Ora que José Saramago tenha sido o deus ex-machina, único responsável da situação lamentável que o Diário de Notícias e a sua redação atravessaram, não parece ficar indiscutivelmente demonstrado. Embora fique patente a profunda aversão de Marques Gomes em relação ao futuro prémio Nobel de literatura. E o autor está no seu direito de experimentar o sentimento a que a sua personalidade, a sua formação intelectual e as suas opções ideológicas o levam.

Já a falta de enquadramento da direção do Diário de Notícias por Barros e Saramago e os saneamentos que lhes são devidos (na medida mesmo em que os assumiram) na história da imprensa da época é por demais criticável. Como procurar explicar o que foi a orientação do Diário de Notícias e a crise no seio da redação, se não se faz referência ao que aconteceu nos outros jornais ? E como expor e interpretar o que aconteceu sob a direção de Barros e Saramago, se não se enquadra esta fase da vida do jornal, estudando a situação da redação antes do 25 de Abril. E sobretudo o que foi antes da direção Barros-Saramago. E também o que foi depois desta mesma direção.

Em história, e é de um livro de um historiador que se trata, não se pode estudar um período da história ex nihilo, como se ele não se inserisse num contexto (neste caso : jornalístico e editorial). E como se ele não fosse consequência de uma situação anterior.

Mas há uma lacuna grave e absolutamente inaceitável da parte de Marques Gomes : o seu livro não contem um único dado factual sobre elementos essenciais, determinantes da vida de um jornal. Quais foram as tiragens precisas do Diário de Notícias antes, durante e depois da direção Barros-Saramago ? Quais foram os números referentes às assinaturas e às vendas em banca ? Quais foram precisamente as receitas publicitárias [2]? E, em consequência destes diversos elementos, quais foram as situações financeiras do Diário de Notícias nos diferentes períodos da sua história no ante-25 de Abril e no pós-25 de Abril ? Não se pode afirmar que as vendas e as receitas publicitárias baixam sem avançar a menor prova fatual disso.
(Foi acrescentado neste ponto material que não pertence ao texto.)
// CLI commands for operating the scoring engine
use anyhow::{bail, Context, Result};
use serde::de::DeserializeOwned;
use serde::{Deserialize, Serialize};
use skillgrade_common::config::ScoringConfig;
use skillgrade_common::redis::{self, RedisStore};
use skillgrade_common::store::MemoryStore;
use skillgrade_common::types::{Answer, Assessment, AssessmentStatus, EvaluationRequest, Job, Question};
use skillgrade_engine::report::build_report;
use skillgrade_engine::{Aggregator, DockerSandbox, LanguageRegistry};
use std::fs;
use std::path::Path;

/// Answers of one assessment, optionally with the assessment record itself
#[derive(Debug, Clone, Serialize, Deserialize)]
pub struct SubmissionFile {
    #[serde(default)]
    pub assessment: Option<Assessment>,
    pub answers: Vec<Answer>,
}

/// Accepts either a bare array or `{ "questions": [...] }`
#[derive(Deserialize)]
#[serde(untagged)]
enum QuestionsFile {
    List(Vec<Question>),
    Wrapped { questions: Vec<Question> },
}

fn read_json<T: DeserializeOwned>(path: &Path) -> Result<T> {
    let content =
        fs::read_to_string(path).with_context(|| format!("Failed to read {}", path.display()))?;
    serde_json::from_str(&content).with_context(|| format!("Failed to parse {}", path.display()))
}

pub fn load_questions(path: &Path) -> Result<Vec<Question>> {
    let questions = match read_json::<QuestionsFile>(path)? {
        QuestionsFile::List(questions) => questions,
        QuestionsFile::Wrapped { questions } => questions,
    };
    if questions.is_empty() {
        bail!("No questions found in {}", path.display());
    }
    Ok(questions)
}

pub fn load_submission(path: &Path) -> Result<SubmissionFile> {
    read_json(path)
}

pub fn load_job(path: &Path) -> Result<Job> {
    read_json(path)
}

/// Assessment used when a submission file carries none
fn offline_assessment(job_id: &str, answers: &[Answer]) -> Assessment {
    Assessment {
        id: "offline".to_string(),
        job_id: job_id.to_string(),
        candidate_id: "offline".to_string(),
        question_set: answers.iter().map(|a| a.question_id.clone()).collect(),
        status: AssessmentStatus::Completed,
        started_at: None,
        completed_at: None,
        time_taken_secs: None,
    }
}

fn redis_url() -> String {
    std::env::var("REDIS_URL").unwrap_or_else(|_| "redis://127.0.0.1:6379".to_string())
}

async fn connect() -> Result<RedisStore> {
    let url = redis_url();
    RedisStore::connect(&url)
        .await
        .with_context(|| format!("Failed to connect to Redis at {}", url))
}

/// Score a submission locally: questions from a file, code in local Docker, nothing persisted
pub async fn evaluate(
    questions_path: &Path,
    submission_path: &Path,
    job_path: Option<&Path>,
    languages_path: Option<&Path>,
) -> Result<()> {
    let config = ScoringConfig::from_env()?;
    let questions = load_questions(questions_path)?;
    let submission = load_submission(submission_path)?;

    let job = match job_path {
        Some(path) => load_job(path)?,
        None => Job::new("offline"),
    };
    let cutoff = job.cutoff_or(config.default_cutoff_score);
    let assessment = submission
        .assessment
        .clone()
        .unwrap_or_else(|| offline_assessment(&job.id, &submission.answers));

    let languages = match languages_path {
        Some(path) => LanguageRegistry::load(path)?,
        None => LanguageRegistry::load_default()?,
    };
    let sandbox = DockerSandbox::connect(languages).context("Failed to connect to Docker")?;

    eprintln!(
        "🔎 Evaluating {} answers against {} questions...",
        submission.answers.len(),
        questions.len()
    );

    let aggregator = Aggregator::new(MemoryStore::with_questions(questions), sandbox, config);
    let result = aggregator
        .evaluate_assessment(&assessment, &job, &submission.answers)
        .await?;

    println!("{}", serde_json::to_string_pretty(&result)?);
    eprintln!(
        "{} total score {:.1} (cutoff {:.1})",
        if result.is_passed { "✅ PASSED:" } else { "❌ FAILED:" },
        result.total_score,
        cutoff
    );
    Ok(())
}

/// Store questions, a job and assessments in Redis
pub async fn seed(
    questions_path: Option<&Path>,
    job_path: Option<&Path>,
    assessments_path: Option<&Path>,
) -> Result<()> {
    if questions_path.is_none() && job_path.is_none() && assessments_path.is_none() {
        bail!("Nothing to seed: pass --questions, --job or --assessments");
    }
    let store = connect().await?;

    if let Some(path) = questions_path {
        let questions = load_questions(path)?;
        for question in &questions {
            store.put_question(question).await?;
        }
        println!("✓ Seeded {} questions", questions.len());
    }

    if let Some(path) = job_path {
        let job = load_job(path)?;
        store.put_job(&job).await?;
        match job.cutoff_score {
            Some(cutoff) => println!("✓ Seeded job {} (cutoff {})", job.id, cutoff),
            None => println!("✓ Seeded job {} (default cutoff)", job.id),
        }
    }

    if let Some(path) = assessments_path {
        let assessments: Vec<Assessment> = read_json(path)?;
        for assessment in &assessments {
            store.put_assessment(assessment).await?;
        }
        println!("✓ Seeded {} assessments", assessments.len());
    }

    Ok(())
}

/// Queue a submission for the worker
pub async fn enqueue(submission_path: &Path, assessment_id: Option<&str>) -> Result<()> {
    let submission = load_submission(submission_path)?;
    let store = connect().await?;

    let assessment_id = match (&submission.assessment, assessment_id) {
        (_, Some(id)) => id.to_string(),
        (Some(assessment), None) => assessment.id.clone(),
        (None, None) => bail!("Submission has no assessment; pass --assessment-id"),
    };
    if let Some(assessment) = &submission.assessment {
        store.put_assessment(assessment).await?;
    }

    let request = EvaluationRequest::new(assessment_id, submission.answers);
    let mut conn = store.connection();
    redis::push_request(&mut conn, &request).await?;

    println!(
        "✓ Enqueued request {} for assessment {} ({} answers)",
        request.id,
        request.assessment_id,
        request.answers.len()
    );
    Ok(())
}

pub async fn leaderboard(job_id: &str) -> Result<()> {
    let store = connect().await?;
    let entries = store.leaderboard(job_id).await?;

    if entries.is_empty() {
        println!("No leaderboard entries for job {}", job_id);
        return Ok(());
    }

    println!(
        "{:>4}  {:<24} {:<24} {:>7} {:>10} {:>9}",
        "RANK", "CANDIDATE", "ASSESSMENT", "SCORE", "PERCENTILE", "Q/MIN"
    );
    for entry in &entries {
        let efficiency = entry
            .time_efficiency
            .map(|e| format!("{:.1}", e))
            .unwrap_or_else(|| "N/A".to_string());
        println!(
            "{:>4}  {:<24} {:<24} {:>7.1} {:>9.1}% {:>9}",
            entry.rank,
            entry.candidate_id,
            entry.assessment_id,
            entry.score,
            entry.percentile,
            efficiency
        );
    }
    Ok(())
}

pub async fn report(candidate_id: &str, job_id: Option<&str>) -> Result<()> {
    let store = connect().await?;
    let results = store.candidate_results(candidate_id).await?;
    if results.is_empty() {
        bail!("No results found for candidate {}", candidate_id);
    }

    let required = match job_id {
        Some(id) => {
            let job = store
                .get_job(id)
                .await?
                .with_context(|| format!("Job {} not found", id))?;
            Some(job.required_skills)
        }
        None => None,
    };

    let report = build_report(candidate_id, &results, required.as_ref());
    println!("{}", serde_json::to_string_pretty(&report)?);
    Ok(())
}

pub fn list_languages(languages_path: Option<&Path>) -> Result<()> {
    let languages = match languages_path {
        Some(path) => LanguageRegistry::load(path)?,
        None => LanguageRegistry::load_default()?,
    };

    for name in languages.list_languages() {
        if let Some(config) = languages.get(&name) {
            println!(
                "{:<8} {:<24} {:?} ({} MB, {} CPU)",
                name, config.image, config.comparison, config.memory_limit_mb, config.cpu_limit
            );
        }
    }
    Ok(())
}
A imprensa para além da política

Em matéria de imprensa, não se pode fazer história como se um jornal fosse uma instituição meramente política ou, na melhor das hipóteses, uma coletividade meramente sociopolítica.

O livro de Marques Gomes sobre “os saneamentos políticos no Diário de Notícias” é pois um trabalho interessante mas claramente insuficiente para compreender o que foi o “maremoto que devastou o sector da imprensa após o 25 de Abril” [3]. Ou mesmo até para compreender mais simplesmente o que foi a travessia do Diário de Notícias nos tempos de Marcelo Caetano (para não ir mais longe, pois não era esse o projeto do autor) até à privatização da sua empresa de edição (por exemplo). O que quer dizer que a história do Diário de Notícias (antes, durante e depois do “Verão Quente de 1975”) como instituição jornalística e editorial continua muito simplesmente por fazer…


[1] Pedro Marques Gomes, Os Saneamentos políticos no Diário de Notícias, Lisboa, Alêtheia, 2014, 322 p.
[2] A referência em rodapé ao que foi escrito a este propósito no semanário Tempo (e não « O Tempo ») merece no mínimo pouca credibilidade, dada a enorme falta de rigor que caraterizava este jornal.
[3] Ver a este propósito J.-M. Nobre-Correia, « Razões que explicam a miséria », in Notas de Circunstância, Fundão, n° 6, fevereiro de 2014.
J-M. Nobre-Correia, « Um momento da história em perspetiva », in Notas de Circunstância, Fundão, n° 8, abril de 2014.